Lattice Strategies Enters ETF Space With Three Funds

Lattice Strategies, the San Francisco-based money manager with an emphasis on risk-focused research and investment strategy design, made its foray into the exchange traded funds business today with three new ETFs.

“Lattice is not new to the ETF space. It was an early proponent of ETFs, launching its Liquid Endowment Strategies in 2007 and developing custom strategy indexes that power private-label ETFs, with each investment solution designed to reallocate risk to drive capital growth. As of December 2014, approximately $1.7 billion was managed to investment strategies developed by Lattice for retail and institutional investors,” according to a statement issued by the firm.

Lattice’s new ETFs are the Lattice Emerging Market Strategy ETF (NYSEArca: ROAM), Lattice Developed Markets (ex-US) Strategy ETF (NYSEArca: RODM), and the Lattice US Equity Strategy ETF (NYSEArca: ROUS).

ROAM, the Lattice emerging markets ETF, tracks the Lattice Risk-Optimized Advancing Markets Strategy Index. The fund is part of a growing number of recently launched emerging markets ETF that eschew the old way of doing things with emerging markets funds, that includes cap-weighting and significant if not risky exposure to the BRIC nations and state-run enterprises. [Dodge State-Run Companies With This EM ETF]

ROAM’s “Index methodology establishes risk-balanced country baskets that reflect each country’s general economic footprint. By using downside risk to determine company weighting, the methodology de-concentrates capital allocation (resulting in lower exposure to developed markets-facing global multi-nationals and state-owned enterprises) and re-allocates risk capital across the wider opportunity set (increased allocation to smaller, more locally driven enterprises),” according to Lattice.
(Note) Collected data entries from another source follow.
use std::fmt;
use std::path::PathBuf;

use serde_json::Value;
use thiserror::Error;

#[derive(Debug, Error)]
pub enum KeyfigError {
    #[error("Failed to read {path}: {source}")]
    Io {
        path: PathBuf,
        source: std::io::Error,
    },

    #[error("Failed to parse {path}: {reason}")]
    Parse { path: PathBuf, reason: String },

    #[error("Unknown source kind '{0}' (expected one of: file, env, cli)")]
    UnknownSourceKind(String),

    #[error("Cannot coerce '{path}': {reason}. Got value \"{value}\"")]
    Coercion {
        path: String,
        value: String,
        reason: String,
    },

    #[error("Validation failed:\n{0}")]
    Validation(ValidationErrors),

    #[error("Missing type metadata for '{class}.{field}': {reason}")]
    MissingTypeMetadata {
        class: String,
        field: String,
        reason: String,
    },

    #[error("Failed to build {class} from resolved values: {reason}")]
    Instantiate { class: String, reason: String },

    #[error("Key not found: {0}")]
    KeyNotFound(String),

    #[error("Invalid command-line arguments: {0}")]
    InvalidArgs(String),

    #[error("Failed to render {what}: {reason}")]
    Render { what: String, reason: String },
}

impl KeyfigError {
    /// True for failures reading or parsing a config file or env file.
    pub fn is_source_load(&self) -> bool {
        matches!(self, KeyfigError::Io { .. } | KeyfigError::Parse { .. })
    }

    pub(crate) fn coercion(path: &str, value: &Value, reason: impl Into<String>) -> Self {
        KeyfigError::Coercion {
            path: path.to_string(),
            value: display_value(value),
            reason: reason.into(),
        }
    }
}

/// A single field-level validation failure.
#[derive(Debug, Clone, PartialEq)]
pub struct FieldViolation {
    /// Dotted field path, with `[i]` segments for array elements
    /// (e.g. `repositories[0].url`).
    pub path: String,
    /// The value that was received, if any.
    pub value: Option<Value>,
    /// Short constraint name, e.g. `isNumber` or `required`.
    pub constraint: String,
    pub message: String,
}

impl FieldViolation {
    pub fn new(
        path: impl Into<String>,
        value: Option<Value>,
        constraint: impl Into<String>,
        message: impl Into<String>,
    ) -> Self {
        Self {
            path: path.into(),
            value,
            constraint: constraint.into(),
            message: message.into(),
        }
    }
}

impl fmt::Display for FieldViolation {
    fn fmt(&self, f: &mut fmt::Formatter<'_>) -> fmt::Result {
        let received = match &self.value {
            Some(v) => display_value(v),
            None => "undefined".to_string(),
        };
        write!(
            f,
            "{}: {} ({}). Got value \"{received}\"",
            self.path, self.message, self.constraint
        )
    }
}

/// Every violation found while validating one resolved config.
#[derive(Debug, Clone, PartialEq, Default)]
pub struct ValidationErrors(pub Vec<FieldViolation>);

impl fmt::Display for ValidationErrors {
    fn fmt(&self, f: &mut fmt::Formatter<'_>) -> fmt::Result {
        for (i, violation) in self.0.iter().enumerate() {
            if i > 0 {
                writeln!(f)?;
            }
            write!(f, "{violation}")?;
        }
        Ok(())
    }
}

/// Render a value the way a user typed it: strings unquoted, everything else as JSON.
pub(crate) fn display_value(value: &Value) -> String {
    match value {
        Value::String(s) => s.clone(),
        other => other.to_string(),
    }
}
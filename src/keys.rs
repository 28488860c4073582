//! Key derivation: map one generic dotted key to the key each source uses.
//!
//! File and CLI keys keep the dotted form, since dots address nested
//! structure in both. Env keys are transduced to `SCREAMING_SNAKE_CASE`,
//! inserting a separator at every lowercase→uppercase boundary.

use crate::types::SourceKind;

/// Derive the source-specific key for a generic key.
///
/// A single leading `.` is stripped first, so keys built from an empty prefix
/// (`.port`) behave like bare keys.
pub fn derive_key(generic_key: &str, source: SourceKind) -> String {
    let key = generic_key.strip_prefix('.').unwrap_or(generic_key);
    match source {
        SourceKind::File | SourceKind::Cli => key.to_string(),
        SourceKind::Env => env_case(key),
    }
}

fn env_case(key: &str) -> String {
    let mut out = String::with_capacity(key.len() + 4);
    let mut prev: Option<char> = None;

    for ch in key.chars() {
        if ch.is_ascii_digit() {
            out.push(ch);
        } else if ch == '.' {
            out.push('_');
        } else {
            if ch.is_ascii_uppercase() && prev.is_some_and(|p| p.is_ascii_lowercase()) {
                out.push('_');
            }
            out.extend(ch.to_uppercase());
        }
        prev = Some(ch);
    }
    out
}

/// Join key segments with `.`, skipping absent and empty ones.
///
/// `[None, Some("app"), Some("port")]` → `"app.port"`.
pub fn join_segments<'a>(segments: impl IntoIterator<Item = Option<&'a str>>) -> String {
    segments
        .into_iter()
        .flatten()
        .filter(|s| !s.is_empty())
        .collect::<Vec<_>>()
        .join(".")
}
As of the end of last year, the BRIC nations accounted for just over 22% of ROAM’s underlying index’s weight. Malaysia and Taiwan were the largest country weights at 9.1% and 8.6%, respectively.

RODM, the firm’s ex-U.S. developed markets ETF, tracks the Lattice Risk-Optimized Developed Markets (ex-US) Strategy Index. That index “seeks to de-concentrate capital and reduce exposure to mega-cap, multi-national companies as well as currencies that dominate cap-weighted indices such as the Euro and Yen,” according to Lattice.